> _What needs to be done_: From the data below, please reproduce exactly everything from the line that contains "Address to bind" down to the line that contains "to build application", with both ends included.

_ _ _ _

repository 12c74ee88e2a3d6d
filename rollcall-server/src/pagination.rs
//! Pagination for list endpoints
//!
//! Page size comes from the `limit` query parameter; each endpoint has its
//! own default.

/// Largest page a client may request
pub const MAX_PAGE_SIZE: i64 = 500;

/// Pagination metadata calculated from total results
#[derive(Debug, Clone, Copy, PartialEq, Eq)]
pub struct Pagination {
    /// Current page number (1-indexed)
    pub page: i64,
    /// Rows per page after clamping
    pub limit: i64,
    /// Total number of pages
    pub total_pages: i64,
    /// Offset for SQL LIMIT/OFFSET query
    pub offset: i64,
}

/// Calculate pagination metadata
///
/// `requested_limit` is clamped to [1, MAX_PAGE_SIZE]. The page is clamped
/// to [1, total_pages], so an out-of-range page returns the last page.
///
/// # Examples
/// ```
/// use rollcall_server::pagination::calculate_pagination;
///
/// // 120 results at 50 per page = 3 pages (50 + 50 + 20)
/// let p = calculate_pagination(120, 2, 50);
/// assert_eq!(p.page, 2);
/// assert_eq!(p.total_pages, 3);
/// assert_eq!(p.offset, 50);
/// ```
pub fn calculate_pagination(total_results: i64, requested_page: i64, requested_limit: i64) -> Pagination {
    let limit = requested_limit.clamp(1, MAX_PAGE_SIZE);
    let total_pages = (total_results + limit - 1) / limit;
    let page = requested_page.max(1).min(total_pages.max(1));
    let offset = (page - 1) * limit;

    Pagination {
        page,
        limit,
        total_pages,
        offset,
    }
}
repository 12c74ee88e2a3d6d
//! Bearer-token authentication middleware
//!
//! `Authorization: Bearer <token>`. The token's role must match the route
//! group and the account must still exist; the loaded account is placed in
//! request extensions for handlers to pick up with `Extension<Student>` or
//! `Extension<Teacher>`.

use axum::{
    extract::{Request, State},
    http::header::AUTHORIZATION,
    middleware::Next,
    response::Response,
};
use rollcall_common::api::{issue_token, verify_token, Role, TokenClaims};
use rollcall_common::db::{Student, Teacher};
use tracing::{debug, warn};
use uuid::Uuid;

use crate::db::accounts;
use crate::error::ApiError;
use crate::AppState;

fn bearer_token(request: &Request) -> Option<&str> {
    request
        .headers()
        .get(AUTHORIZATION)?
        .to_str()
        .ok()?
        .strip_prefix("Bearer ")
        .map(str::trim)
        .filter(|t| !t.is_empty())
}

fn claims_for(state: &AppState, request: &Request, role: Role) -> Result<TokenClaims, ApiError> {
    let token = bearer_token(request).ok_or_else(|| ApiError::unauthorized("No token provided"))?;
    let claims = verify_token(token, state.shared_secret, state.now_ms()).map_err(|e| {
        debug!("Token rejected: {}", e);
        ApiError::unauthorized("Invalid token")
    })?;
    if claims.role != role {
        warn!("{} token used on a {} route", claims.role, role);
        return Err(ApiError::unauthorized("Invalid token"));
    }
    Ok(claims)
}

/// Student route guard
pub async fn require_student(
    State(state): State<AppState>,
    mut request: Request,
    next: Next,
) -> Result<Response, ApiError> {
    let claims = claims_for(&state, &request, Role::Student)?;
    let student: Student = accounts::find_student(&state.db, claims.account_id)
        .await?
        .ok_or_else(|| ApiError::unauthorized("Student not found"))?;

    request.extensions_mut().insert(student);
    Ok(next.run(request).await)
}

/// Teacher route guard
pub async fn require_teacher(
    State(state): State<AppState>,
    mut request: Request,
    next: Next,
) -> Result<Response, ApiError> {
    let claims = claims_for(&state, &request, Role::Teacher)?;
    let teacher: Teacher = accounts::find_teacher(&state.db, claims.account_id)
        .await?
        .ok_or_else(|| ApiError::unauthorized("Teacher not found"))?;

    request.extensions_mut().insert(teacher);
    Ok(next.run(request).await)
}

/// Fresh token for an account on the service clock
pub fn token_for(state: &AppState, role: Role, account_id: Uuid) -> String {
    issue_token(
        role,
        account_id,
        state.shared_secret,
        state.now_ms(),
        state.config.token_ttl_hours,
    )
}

_ _ _ _

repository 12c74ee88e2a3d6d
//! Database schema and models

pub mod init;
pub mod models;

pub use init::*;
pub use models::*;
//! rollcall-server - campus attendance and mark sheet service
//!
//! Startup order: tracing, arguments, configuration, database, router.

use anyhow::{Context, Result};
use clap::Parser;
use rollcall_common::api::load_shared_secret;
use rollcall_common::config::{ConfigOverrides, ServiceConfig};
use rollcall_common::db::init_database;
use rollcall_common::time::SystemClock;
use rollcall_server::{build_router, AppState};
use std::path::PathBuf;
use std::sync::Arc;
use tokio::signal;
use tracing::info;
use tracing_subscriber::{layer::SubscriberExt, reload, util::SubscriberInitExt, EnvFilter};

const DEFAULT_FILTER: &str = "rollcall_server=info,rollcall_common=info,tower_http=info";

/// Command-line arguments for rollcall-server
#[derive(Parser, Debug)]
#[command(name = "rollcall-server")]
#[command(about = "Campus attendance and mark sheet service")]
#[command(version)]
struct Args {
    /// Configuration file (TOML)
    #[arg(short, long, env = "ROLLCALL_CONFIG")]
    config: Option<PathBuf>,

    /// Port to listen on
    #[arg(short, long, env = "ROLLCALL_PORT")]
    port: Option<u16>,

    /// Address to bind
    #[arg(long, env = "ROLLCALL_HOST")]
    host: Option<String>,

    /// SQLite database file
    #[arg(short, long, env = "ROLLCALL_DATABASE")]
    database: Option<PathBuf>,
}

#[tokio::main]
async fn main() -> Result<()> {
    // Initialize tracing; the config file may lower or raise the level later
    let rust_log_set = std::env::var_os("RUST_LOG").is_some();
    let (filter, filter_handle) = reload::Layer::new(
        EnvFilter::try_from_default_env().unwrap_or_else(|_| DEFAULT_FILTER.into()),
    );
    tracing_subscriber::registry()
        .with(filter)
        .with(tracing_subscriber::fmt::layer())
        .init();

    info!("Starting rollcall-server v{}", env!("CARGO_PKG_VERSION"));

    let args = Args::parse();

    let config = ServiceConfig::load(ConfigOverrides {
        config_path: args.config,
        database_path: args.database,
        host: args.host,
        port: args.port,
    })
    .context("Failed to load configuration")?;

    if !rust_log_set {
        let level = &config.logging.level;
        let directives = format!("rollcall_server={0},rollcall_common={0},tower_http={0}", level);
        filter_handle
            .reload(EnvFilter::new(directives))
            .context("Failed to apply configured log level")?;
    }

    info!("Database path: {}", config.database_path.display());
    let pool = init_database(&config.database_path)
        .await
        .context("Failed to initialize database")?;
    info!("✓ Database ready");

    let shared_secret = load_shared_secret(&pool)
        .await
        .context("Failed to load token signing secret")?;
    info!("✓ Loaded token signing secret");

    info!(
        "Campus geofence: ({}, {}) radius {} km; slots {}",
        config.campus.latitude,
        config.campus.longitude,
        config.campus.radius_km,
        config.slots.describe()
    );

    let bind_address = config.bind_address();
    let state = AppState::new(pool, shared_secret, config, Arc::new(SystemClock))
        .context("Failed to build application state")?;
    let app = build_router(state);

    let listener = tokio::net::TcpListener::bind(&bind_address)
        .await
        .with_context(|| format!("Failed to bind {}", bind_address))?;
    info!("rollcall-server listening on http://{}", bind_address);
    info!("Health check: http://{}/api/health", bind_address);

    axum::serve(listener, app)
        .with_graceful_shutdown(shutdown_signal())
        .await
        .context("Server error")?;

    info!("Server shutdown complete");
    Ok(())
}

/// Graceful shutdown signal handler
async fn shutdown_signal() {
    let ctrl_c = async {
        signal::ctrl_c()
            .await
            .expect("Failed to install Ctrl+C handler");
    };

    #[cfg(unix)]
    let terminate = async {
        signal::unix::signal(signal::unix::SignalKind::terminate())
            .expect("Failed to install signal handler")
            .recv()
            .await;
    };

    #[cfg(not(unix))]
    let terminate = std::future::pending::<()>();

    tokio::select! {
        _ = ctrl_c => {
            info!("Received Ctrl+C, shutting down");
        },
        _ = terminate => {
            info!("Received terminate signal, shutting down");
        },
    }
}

_ _ _ _

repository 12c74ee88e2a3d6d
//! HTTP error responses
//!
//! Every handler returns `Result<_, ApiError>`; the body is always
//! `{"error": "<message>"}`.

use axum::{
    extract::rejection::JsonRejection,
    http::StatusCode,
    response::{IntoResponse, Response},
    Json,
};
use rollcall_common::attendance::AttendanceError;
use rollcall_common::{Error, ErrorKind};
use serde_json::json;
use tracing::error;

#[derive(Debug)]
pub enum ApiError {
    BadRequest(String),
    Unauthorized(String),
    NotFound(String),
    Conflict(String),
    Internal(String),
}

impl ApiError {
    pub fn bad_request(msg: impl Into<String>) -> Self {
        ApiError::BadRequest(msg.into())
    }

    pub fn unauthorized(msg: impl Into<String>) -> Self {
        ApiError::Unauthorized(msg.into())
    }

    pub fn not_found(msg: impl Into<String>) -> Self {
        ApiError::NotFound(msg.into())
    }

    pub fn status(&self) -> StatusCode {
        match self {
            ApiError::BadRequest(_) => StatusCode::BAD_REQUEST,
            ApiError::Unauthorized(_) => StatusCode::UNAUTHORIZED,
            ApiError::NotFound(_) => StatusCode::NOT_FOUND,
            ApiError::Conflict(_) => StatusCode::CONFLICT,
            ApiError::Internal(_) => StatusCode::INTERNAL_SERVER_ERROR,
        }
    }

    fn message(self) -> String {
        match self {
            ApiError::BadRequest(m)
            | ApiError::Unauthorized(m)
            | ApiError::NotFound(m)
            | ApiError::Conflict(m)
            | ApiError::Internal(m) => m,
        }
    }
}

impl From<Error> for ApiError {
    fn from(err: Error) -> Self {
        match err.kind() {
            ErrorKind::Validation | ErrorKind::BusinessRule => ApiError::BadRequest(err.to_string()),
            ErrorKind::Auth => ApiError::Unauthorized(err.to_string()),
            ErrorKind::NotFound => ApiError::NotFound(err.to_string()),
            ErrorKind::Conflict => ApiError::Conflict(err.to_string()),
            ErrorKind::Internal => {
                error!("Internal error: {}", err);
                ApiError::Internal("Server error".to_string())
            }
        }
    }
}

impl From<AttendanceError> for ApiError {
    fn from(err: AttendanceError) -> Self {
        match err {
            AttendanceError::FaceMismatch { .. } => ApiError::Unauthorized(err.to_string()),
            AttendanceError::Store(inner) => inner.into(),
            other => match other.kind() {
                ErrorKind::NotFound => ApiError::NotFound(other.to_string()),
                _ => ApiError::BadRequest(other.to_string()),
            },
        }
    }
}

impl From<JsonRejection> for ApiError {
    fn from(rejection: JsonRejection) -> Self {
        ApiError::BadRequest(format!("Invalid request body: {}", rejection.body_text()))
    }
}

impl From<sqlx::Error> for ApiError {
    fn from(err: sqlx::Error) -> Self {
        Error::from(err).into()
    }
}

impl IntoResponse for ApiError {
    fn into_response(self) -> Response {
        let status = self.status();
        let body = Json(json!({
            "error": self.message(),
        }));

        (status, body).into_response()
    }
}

_ _ _ _

> _Solution for this problem_:
    /// Address to bind
    #[arg(long, env = "ROLLCALL_HOST")]
    host: Option<String>,

    /// SQLite database file
    #[arg(short, long, env = "ROLLCALL_DATABASE")]
    database: Option<PathBuf>,
}

#[tokio::main]
async fn main() -> Result<()> {
    // Initialize tracing; the config file may lower or raise the level later
    let rust_log_set = std::env::var_os("RUST_LOG").is_some();
    let (filter, filter_handle) = reload::Layer::new(
        EnvFilter::try_from_default_env().unwrap_or_else(|_| DEFAULT_FILTER.into()),
    );
    tracing_subscriber::registry()
        .with(filter)
        .with(tracing_subscriber::fmt::layer())
        .init();

    info!("Starting rollcall-server v{}", env!("CARGO_PKG_VERSION"));

    let args = Args::parse();

    let config = ServiceConfig::load(ConfigOverrides {
        config_path: args.config,
        database_path: args.database,
        host: args.host,
        port: args.port,
    })
    .context("Failed to load configuration")?;

    if !rust_log_set {
        let level = &config.logging.level;
        let directives = format!("rollcall_server={0},rollcall_common={0},tower_http={0}", level);
        filter_handle
            .reload(EnvFilter::new(directives))
            .context("Failed to apply configured log level")?;
    }

    info!("Database path: {}", config.database_path.display());
    let pool = init_database(&config.database_path)
        .await
        .context("Failed to initialize database")?;
    info!("✓ Database ready");

    let shared_secret = load_shared_secret(&pool)
        .await
        .context("Failed to load token signing secret")?;
    info!("✓ Loaded token signing secret");

    info!(
        "Campus geofence: ({}, {}) radius {} km; slots {}",
        config.campus.latitude,
        config.campus.longitude,
        config.campus.radius_km,
        config.slots.describe()
    );

    let bind_address = config.bind_address();
    let state = AppState::new(pool, shared_secret, config, Arc::new(SystemClock))
        .context("Failed to build application state")?;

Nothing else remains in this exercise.